呼吸を整えてから、別の石の上でもう一度指を落とした。直後に加速を二倍速で発動し、体感時間でカウントしていく。
(やっぱり、再生速度自体も加速される)
同じ二十五カウント。実時間にすると十二秒ほどということになる。四倍速なら、六秒の計算。
特筆すべきは、出血量の少なさ。ユリアの身体から流れる血である以上、変わらないのが当たり前だと思っていた。希望観測的に見ても、実時間半分で治ったから、出血も半分のはず。
実際には半分よりももっと少ない。指の周りに少し広がった程度。ユリアの身体から零れた血液は、その時点で加速対象外となるのだろうか。粘性が増したようなもので、ある程度傷口を塞ぐ形になり、止血効果が働くと考えられる。
ならば加速中であれば、通常よりも大幅に死ににくい。銃弾の速度なども、加速の倍率に応じて相対的に遅くなる。ユリアの身体が破壊される速度自体が、遅くなるということ。
痛みは変わらない。ユリアの体感時間では、再生も速くなっていない。だから、実際に戦闘でどれだけ有利に立ち回れるかは、精神力次第だろう。
覚悟が必要だ。どんな目に遭っても生き残る覚悟が。奏を護り、自分を護る覚悟。それがきっと力になる。
「どうしてそこまでするの?」
結局見ていたのだろうか。背後にいる奏からそう問われた。
「生き残るため。どこまでなら耐えられるか、知っておく必要がある」
奏の求めている答えとは少し違うのかもしれないと思いながらも、ユリアはそう答えた。再度の質問をされる前に、立ち上がって奏に訊ねる。
「まだ知識が足りない。固有能力や、それを使った原作や脚本上での戦い方の話。歩きながら全部教えて。さっきの念動力でのトラップ、似たようなことやるシーンあったんじゃないの?」
「うん……。わたし、主人公失格だね……」
知っていたのなら、罠に嵌められないよう立ち回ることも可能だった。だから責任を感じているのだろう。先程泣いたのは、その贖罪の意味もあったのかもしれない。

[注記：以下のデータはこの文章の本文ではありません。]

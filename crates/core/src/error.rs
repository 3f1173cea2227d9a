//! Error types for carestore.

use crate::entity::EntityKind;
use crate::row::RowId;
use crate::types::DataType;
use crate::value::Value;
use thiserror::Error;

/// Result type alias for carestore operations.
pub type Result<T> = core::result::Result<T, Error>;

/// Error types for store operations.
///
/// No variant is ever returned with partially applied state behind it.
#[derive(Debug, Clone, PartialEq, Error)]
pub enum Error {
    /// Referenced record does not exist.
    #[error("{kind} #{id} not found")]
    NotFound { kind: EntityKind, id: RowId },

    /// Primary or unique constraint violation.
    #[error("duplicate key on {constraint}: {key}")]
    DuplicateKey { constraint: String, key: String },

    /// Reference to a parent that does not exist, or a restricted delete.
    #[error("foreign key violation ({constraint}): {message}")]
    ForeignKeyViolation { constraint: String, message: String },

    /// Value outside its allowed domain.
    #[error("domain violation ({constraint}): {value} is not allowed in {column}")]
    DomainViolation {
        constraint: String,
        column: String,
        value: Value,
    },

    /// A concurrent mutation invalidated this one's premises.
    #[error("concurrency conflict: {message}")]
    ConcurrencyConflict { message: String },

    /// Value type does not match the column type.
    #[error("type mismatch on {column}: expected {expected}, got {got}")]
    TypeMismatch {
        column: String,
        expected: DataType,
        got: DataType,
    },

    /// Null in a column that requires a value.
    #[error("null constraint violation on column: {column}")]
    NullConstraint { column: String },

    /// Blank text in a column that requires content.
    #[error("empty value in column: {column}")]
    EmptyValue { column: String },

    #[error("column {column} not found in table {table}")]
    ColumnNotFound { table: String, column: String },

    /// Patch touches a key or foreign-key column.
    #[error("column {column} of {table} cannot be updated")]
    ImmutableColumn { table: String, column: String },

    #[error("invalid schema: {message}")]
    InvalidSchema { message: String },

    #[error("invalid operation: {message}")]
    InvalidOperation { message: String },
}

impl Error {
    pub fn not_found(kind: EntityKind, id: RowId) -> Self {
        Error::NotFound { kind, id }
    }

    pub fn duplicate_key(constraint: impl Into<String>, key: impl Into<String>) -> Self {
        Error::DuplicateKey {
            constraint: constraint.into(),
            key: key.into(),
        }
    }

    pub fn foreign_key(constraint: impl Into<String>, message: impl Into<String>) -> Self {
        Error::ForeignKeyViolation {
            constraint: constraint.into(),
            message: message.into(),
        }
    }

    pub fn domain(constraint: impl Into<String>, column: impl Into<String>, value: Value) -> Self {
        Error::DomainViolation {
            constraint: constraint.into(),
            column: column.into(),
            value,
        }
    }

    pub fn conflict(message: impl Into<String>) -> Self {
        Error::ConcurrencyConflict {
            message: message.into(),
        }
    }

    pub fn type_mismatch(column: impl Into<String>, expected: DataType, got: DataType) -> Self {
        Error::TypeMismatch {
            column: column.into(),
            expected,
            got,
        }
    }

    pub fn null_constraint(column: impl Into<String>) -> Self {
        Error::NullConstraint {
            column: column.into(),
        }
    }

    pub fn empty_value(column: impl Into<String>) -> Self {
        Error::EmptyValue {
            column: column.into(),
        }
    }

    pub fn immutable_column(table: impl Into<String>, column: impl Into<String>) -> Self {
        Error::ImmutableColumn {
            table: table.into(),
            column: column.into(),
        }
    }

    pub fn column_not_found(table: impl Into<String>, column: impl Into<String>) -> Self {
        Error::ColumnNotFound {
            table: table.into(),
            column: column.into(),
        }
    }

    pub fn invalid_schema(message: impl Into<String>) -> Self {
        Error::InvalidSchema {
            message: message.into(),
        }
    }

    pub fn invalid_operation(message: impl Into<String>) -> Self {
        Error::InvalidOperation {
            message: message.into(),
        }
    }

    /// True only for errors a coordinator may retry transparently.
    #[inline]
    pub fn is_retryable(&self) -> bool {
        matches!(self, Error::ConcurrencyConflict { .. })
    }
}
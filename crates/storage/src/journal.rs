//! Journal for tracking changes in carestore.
//!
//! This module provides the `Journal` struct for recording the changes made
//! within a transaction, so they can be reported on commit or undone on
//! rollback.

use crate::cache::TableCache;
use carestore_core::{EntityKind, Result, Row, RowId};

/// A single journal entry representing a change.
#[derive(Clone, Debug, PartialEq)]
pub enum JournalEntry {
    /// A row was inserted.
    Insert { kind: EntityKind, row: Row },
    /// A row was updated.
    Update { kind: EntityKind, old: Row, new: Row },
    /// A row was deleted.
    Delete { kind: EntityKind, row: Row },
}

impl JournalEntry {
    /// Returns the entity kind for this entry.
    pub fn kind(&self) -> EntityKind {
        match self {
            JournalEntry::Insert { kind, .. }
            | JournalEntry::Update { kind, .. }
            | JournalEntry::Delete { kind, .. } => *kind,
        }
    }

    /// Returns the row ID for this entry.
    pub fn row_id(&self) -> RowId {
        match self {
            JournalEntry::Insert { row, .. } | JournalEntry::Delete { row, .. } => row.id(),
            JournalEntry::Update { old, .. } => old.id(),
        }
    }
}

/// Journal for tracking changes within a transaction.
#[derive(Debug, Default)]
pub struct Journal {
    /// Ordered list of entries for replay.
    entries: Vec<JournalEntry>,
}

impl Journal {
    /// Creates a new empty journal.
    pub fn new() -> Self {
        Self::default()
    }

    /// Records an insert operation.
    pub fn record_insert(&mut self, kind: EntityKind, row: Row) {
        self.entries.push(JournalEntry::Insert { kind, row });
    }

    /// Records an update operation.
    pub fn record_update(&mut self, kind: EntityKind, old: Row, new: Row) {
        self.entries.push(JournalEntry::Update { kind, old, new });
    }

    /// Records a delete operation.
    pub fn record_delete(&mut self, kind: EntityKind, row: Row) {
        self.entries.push(JournalEntry::Delete { kind, row });
    }

    /// Returns all journal entries in the order they were recorded.
    pub fn get_entries(&self) -> &[JournalEntry] {
        &self.entries
    }

    pub fn is_empty(&self) -> bool {
        self.entries.is_empty()
    }

    /// Finalizes the journal. Changes are already applied to the cache.
    pub fn commit(&mut self) -> Vec<JournalEntry> {
        std::mem::take(&mut self.entries)
    }

    /// Undoes every recorded change, newest first, restoring exact before-images.
    ///
    /// Every entry is attempted even if an earlier one fails; the first failure
    /// is returned.
    pub fn rollback(&mut self, cache: &mut TableCache) -> Result<()> {
        let mut first_error = None;

        for entry in std::mem::take(&mut self.entries).into_iter().rev() {
            let result = match entry {
                JournalEntry::Insert { kind, row } => cache.delete_row(kind, row.id()).map(|_| ()),
                JournalEntry::Update { kind, old, .. } => cache.restore_row(kind, old),
                JournalEntry::Delete { kind, row } => cache.restore_row(kind, row),
            };
            if let Err(err) = result {
                tracing::warn!(error = %err, "journal rollback step failed");
                first_error.get_or_insert(err);
            }
        }

        first_error.map_or(Ok(()), Err)
    }
}

#[cfg(test)]
mod tests {
    use super::*;
    use crate::test_support::{appointment, clinic_catalog, patient, record};

    #[test]
    fn test_journal_insert() {
        let mut cache = TableCache::new(clinic_catalog());
        let mut journal = Journal::new();
        let row = patient(1, "Curie");

        cache.insert_row(EntityKind::Patient, row.clone()).unwrap();
        journal.record_insert(EntityKind::Patient, row);

        assert_eq!(journal.get_entries().len(), 1);
        assert_eq!(journal.get_entries()[0].kind(), EntityKind::Patient);
        assert_eq!(journal.get_entries()[0].row_id(), 1);
    }

    #[test]
    fn test_journal_rollback_restores_cascade() {
        let mut cache = TableCache::new(clinic_catalog());
        cache.insert_row(EntityKind::Patient, patient(1, "Curie")).unwrap();
        cache
            .insert_row(EntityKind::Appointment, appointment(1, 1, "Scheduled"))
            .unwrap();
        cache.insert_row(EntityKind::MedicalRecord, record(1, 1)).unwrap();

        // Leaves first, as a cascade would
        let mut journal = Journal::new();
        for kind in [EntityKind::MedicalRecord, EntityKind::Appointment, EntityKind::Patient] {
            let row = cache.delete_row(kind, 1).unwrap();
            journal.record_delete(kind, row);
        }
        assert_eq!(cache.total_row_count(), 0);

        journal.rollback(&mut cache).unwrap();

        assert_eq!(cache.total_row_count(), 3);
        assert_eq!(*cache.get_row(EntityKind::MedicalRecord, 1).unwrap(), record(1, 1));
        assert!(cache
            .indexes()
            .has_dependent("fk_appointment_patient", 1, 1));
        assert!(journal.is_empty());
    }

    #[test]
    fn test_journal_rollback_update_restores_version() {
        let mut cache = TableCache::new(clinic_catalog());
        cache.insert_row(EntityKind::Patient, patient(1, "Curie")).unwrap();

        let mut journal = Journal::new();
        let mut new = patient(1, "Sklodowska");
        new.increment_version();
        let old = cache.update_row(EntityKind::Patient, 1, new.clone()).unwrap();
        journal.record_update(EntityKind::Patient, old.clone(), new);

        journal.rollback(&mut cache).unwrap();
        assert_eq!(*cache.get_row(EntityKind::Patient, 1).unwrap(), old);
    }

    #[test]
    fn test_journal_commit_drains() {
        let mut journal = Journal::new();
        journal.record_insert(EntityKind::Patient, patient(1, "Curie"));
        journal.record_delete(EntityKind::Patient, patient(2, "Noether"));

        let entries = journal.commit();
        assert_eq!(entries.len(), 2);
        assert!(journal.is_empty());
        assert_eq!(entries[1].kind(), EntityKind::Patient);
        assert_eq!(entries[1].row_id(), 2);
    }
}
//! Concurrent mutations against one `Database`.
//!
//! Threads race cascading deletes against inserts and against each other;
//! afterwards every invariant must still hold.

use carestore_core::{EntityKind, Error, RowId};
use carestore_database::{
    AppointmentStatus, Database, DatabaseConfig, NewAppointment, NewDoctor, NewMedicalRecord,
    NewPatient,
};
use chrono::{NaiveDate, NaiveTime};
use std::sync::{Arc, Barrier};
use std::thread;
use tracing_subscriber::EnvFilter;

fn init_tracing() {
    let _ = tracing_subscriber::fmt()
        .with_env_filter(EnvFilter::from_default_env())
        .with_test_writer()
        .try_init();
}

fn patient(i: u64) -> NewPatient {
    NewPatient {
        first_name: format!("First{i}"),
        last_name: format!("Last{i}"),
        date_of_birth: NaiveDate::from_ymd_opt(1960 + (i % 40) as i32, 1, 1).unwrap(),
        gender: "F".into(),
        contact_number: format!("555-{i:04}"),
        email: None,
    }
}

fn doctor(i: u64) -> NewDoctor {
    NewDoctor {
        first_name: "Doc".into(),
        last_name: format!("Tor{i}"),
        specialization: "Cardiology".into(),
        contact_number: format!("555-9{i:03}"),
        email: None,
    }
}

fn appointment(patient_id: RowId, doctor_id: RowId, slot: u32) -> NewAppointment {
    NewAppointment {
        patient_id,
        doctor_id,
        date: NaiveDate::from_ymd_opt(2024, 6, 1 + slot % 28).unwrap(),
        time: NaiveTime::from_hms_opt(8 + slot % 9, 0, 0).unwrap(),
        status: AppointmentStatus::Scheduled,
    }
}

fn record(appointment_id: RowId) -> NewMedicalRecord {
    NewMedicalRecord {
        appointment_id,
        diagnosis: "checkup".into(),
        prescription: None,
        test_results: None,
        created_at: None,
    }
}

/// Errors a racing mutation may legitimately see.
fn is_race_outcome(err: &Error) -> bool {
    matches!(
        err,
        Error::NotFound { .. }
            | Error::ForeignKeyViolation { .. }
            | Error::DuplicateKey { .. }
            | Error::ConcurrencyConflict { .. }
    )
}

struct Clinic {
    patients: Vec<RowId>,
    doctors: Vec<RowId>,
    appointments: Vec<RowId>,
}

fn populate(db: &Database, patients: u64, doctors: u64, per_patient: u32) -> Clinic {
    let patients: Vec<RowId> = (0..patients).map(|i| db.create_patient(patient(i)).unwrap()).collect();
    let doctors: Vec<RowId> = (0..doctors).map(|i| db.create_doctor(doctor(i)).unwrap()).collect();
    let mut appointments = Vec::new();
    for (pi, p) in patients.iter().enumerate() {
        for slot in 0..per_patient {
            let d = doctors[(pi + slot as usize) % doctors.len()];
            let a = db.create_appointment(appointment(*p, d, slot)).unwrap();
            db.create_medical_record(record(a)).unwrap();
            appointments.push(a);
        }
    }
    Clinic {
        patients,
        doctors,
        appointments,
    }
}

#[test]
fn test_racing_cascades_keep_integrity() {
    init_tracing();
    let db = Arc::new(Database::with_config(DatabaseConfig::new().with_max_conflict_retries(8)).unwrap());
    let clinic = Arc::new(populate(&db, 20, 5, 3));
    let barrier = Arc::new(Barrier::new(4));

    let doctor_deleter = {
        let (db, clinic, barrier) = (db.clone(), clinic.clone(), barrier.clone());
        thread::spawn(move || {
            barrier.wait();
            let mut deleted = Vec::new();
            for d in clinic.doctors.iter().step_by(2) {
                match db.delete_doctor(*d) {
                    Ok(_) => deleted.push(*d),
                    Err(err) => assert!(is_race_outcome(&err), "{err}"),
                }
            }
            deleted
        })
    };

    let patient_deleter = {
        let (db, clinic, barrier) = (db.clone(), clinic.clone(), barrier.clone());
        thread::spawn(move || {
            barrier.wait();
            let mut deleted = Vec::new();
            for p in clinic.patients.iter().step_by(3) {
                match db.delete_patient(*p) {
                    Ok(_) => deleted.push(*p),
                    Err(err) => assert!(is_race_outcome(&err), "{err}"),
                }
            }
            deleted
        })
    };

    let appointment_deleter = {
        let (db, clinic, barrier) = (db.clone(), clinic.clone(), barrier.clone());
        thread::spawn(move || {
            barrier.wait();
            for a in clinic.appointments.iter().rev().step_by(4) {
                if let Err(err) = db.delete_appointment(*a) {
                    assert!(is_race_outcome(&err), "{err}");
                }
            }
        })
    };

    let booker = {
        let (db, clinic, barrier) = (db.clone(), clinic.clone(), barrier.clone());
        thread::spawn(move || {
            barrier.wait();
            for (i, p) in clinic.patients.iter().enumerate() {
                let d = clinic.doctors[i % clinic.doctors.len()];
                match db.create_appointment(appointment(*p, d, 20 + i as u32)) {
                    Ok(a) => {
                        if let Err(err) = db.create_medical_record(record(a)) {
                            assert!(is_race_outcome(&err), "{err}");
                        }
                    }
                    Err(err) => assert!(is_race_outcome(&err), "{err}"),
                }
            }
        })
    };

    let deleted_doctors = doctor_deleter.join().unwrap();
    let deleted_patients = patient_deleter.join().unwrap();
    appointment_deleter.join().unwrap();
    booker.join().unwrap();

    db.verify_integrity().unwrap();
    for d in deleted_doctors {
        assert_eq!(db.doctor(d).unwrap_err(), Error::not_found(EntityKind::Doctor, d));
    }
    for p in deleted_patients {
        assert_eq!(db.patient(p).unwrap_err(), Error::not_found(EntityKind::Patient, p));
    }

    // No appointment outlives either of its parents
    for a in 1..=clinic.appointments.len() as RowId + 40 {
        if let Ok(appt) = db.appointment(a) {
            assert!(db.patient(appt.patient_id).is_ok());
            assert!(db.doctor(appt.doctor_id).is_ok());
        }
    }
}

#[test]
fn test_same_row_deleted_twice_concurrently() {
    init_tracing();
    let db = Arc::new(Database::new().unwrap());
    let clinic = populate(&db, 1, 1, 5);
    let p = clinic.patients[0];
    let barrier = Arc::new(Barrier::new(2));

    let handles: Vec<_> = (0..2)
        .map(|_| {
            let (db, barrier) = (db.clone(), barrier.clone());
            thread::spawn(move || {
                barrier.wait();
                db.delete_patient(p)
            })
        })
        .collect();
    let outcomes: Vec<_> = handles.into_iter().map(|h| h.join().unwrap()).collect();

    let succeeded: Vec<_> = outcomes.iter().filter_map(|o| o.as_ref().ok()).collect();
    assert_eq!(succeeded.len(), 1);
    assert_eq!(succeeded[0].total(), 1 + 5 + 5);
    assert!(outcomes
        .iter()
        .any(|o| matches!(o, Err(Error::NotFound { .. }))));

    assert_eq!(db.count(EntityKind::Appointment), 0);
    assert_eq!(db.count(EntityKind::MedicalRecord), 0);
    db.verify_integrity().unwrap();
}

#[test]
fn test_concurrent_inserts_get_distinct_ids() {
    let db = Arc::new(Database::new().unwrap());
    let handles: Vec<_> = (0..4u64)
        .map(|t| {
            let db = db.clone();
            thread::spawn(move || {
                (0..50u64)
                    .map(|i| db.create_patient(patient(t * 100 + i)).unwrap())
                    .collect::<Vec<_>>()
            })
        })
        .collect();

    let mut ids: Vec<RowId> = handles.into_iter().flat_map(|h| h.join().unwrap()).collect();
    ids.sort_unstable();
    ids.dedup();
    assert_eq!(ids.len(), 200);
    assert_eq!(db.count(EntityKind::Patient), 200);
}

#[test]
fn test_concurrent_links_for_same_pair() {
    let db = Arc::new(Database::new().unwrap());
    let d = db.create_doctor(doctor(1)).unwrap();
    let f = db
        .create_facility(carestore_database::NewFacility {
            name: "Annex".into(),
            location: "West".into(),
            contact_number: "555-0001".into(),
        })
        .unwrap();
    let barrier = Arc::new(Barrier::new(4));

    let handles: Vec<_> = (0..4)
        .map(|_| {
            let (db, barrier) = (db.clone(), barrier.clone());
            thread::spawn(move || {
                barrier.wait();
                db.link_doctor_facility(d, f)
            })
        })
        .collect();
    let outcomes: Vec<_> = handles.into_iter().map(|h| h.join().unwrap()).collect();

    assert_eq!(outcomes.iter().filter(|o| o.is_ok()).count(), 1);
    assert!(outcomes
        .iter()
        .filter_map(|o| o.as_ref().err())
        .all(|e| matches!(e, Error::DuplicateKey { .. })));
    assert_eq!(db.count(EntityKind::DoctorFacilityLink), 1);
}

#[test]
fn test_facility_roster_is_read_from_one_state() {
    init_tracing();
    let db = Arc::new(Database::new().unwrap());
    let f = db
        .create_facility(carestore_database::NewFacility {
            name: "General".into(),
            location: "North".into(),
            contact_number: "555-0100".into(),
        })
        .unwrap();
    let doctors: Vec<RowId> = (0..30).map(|i| db.create_doctor(doctor(i)).unwrap()).collect();
    for d in &doctors {
        db.link_doctor_facility(*d, f).unwrap();
    }
    let barrier = Arc::new(Barrier::new(2));

    let deleter = {
        let (db, doctors, barrier) = (db.clone(), doctors.clone(), barrier.clone());
        thread::spawn(move || {
            barrier.wait();
            for d in doctors {
                db.delete_doctor(d).unwrap();
            }
        })
    };

    barrier.wait();
    loop {
        let roster: Vec<RowId> = db
            .list_doctors_for_facility(f)
            .unwrap()
            .into_iter()
            .map(|d| d.id)
            .collect();
        // Doctors go in id order, so any single state lists a suffix
        assert_eq!(roster, doctors[doctors.len() - roster.len()..].to_vec());
        if roster.is_empty() {
            break;
        }
    }
    deleter.join().unwrap();
    assert_eq!(db.count(EntityKind::DoctorFacilityLink), 0);
    db.verify_integrity().unwrap();
}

俯いている奏の頭にそっと手を伸ばした。ゆっくりと撫でながら、努めて優しい声を出す。
「ちゃんと主人公してる。私はあなたの力に護られて生き延びた。それに、あなたがそういう子だからこそ、みんなが協力してくれるんじゃないの? あなたを護りたくなって」
「ユリちゃん……」
奏自身の持つ魔力なのだろうか。それとも篠川小波に設定された隠し能力なのだろうか。ユリアもそれに惹かれて、ただ自分の生存性を上げるための手段としてではなく、純粋に奏を護りたいという気持ちが出てきていた。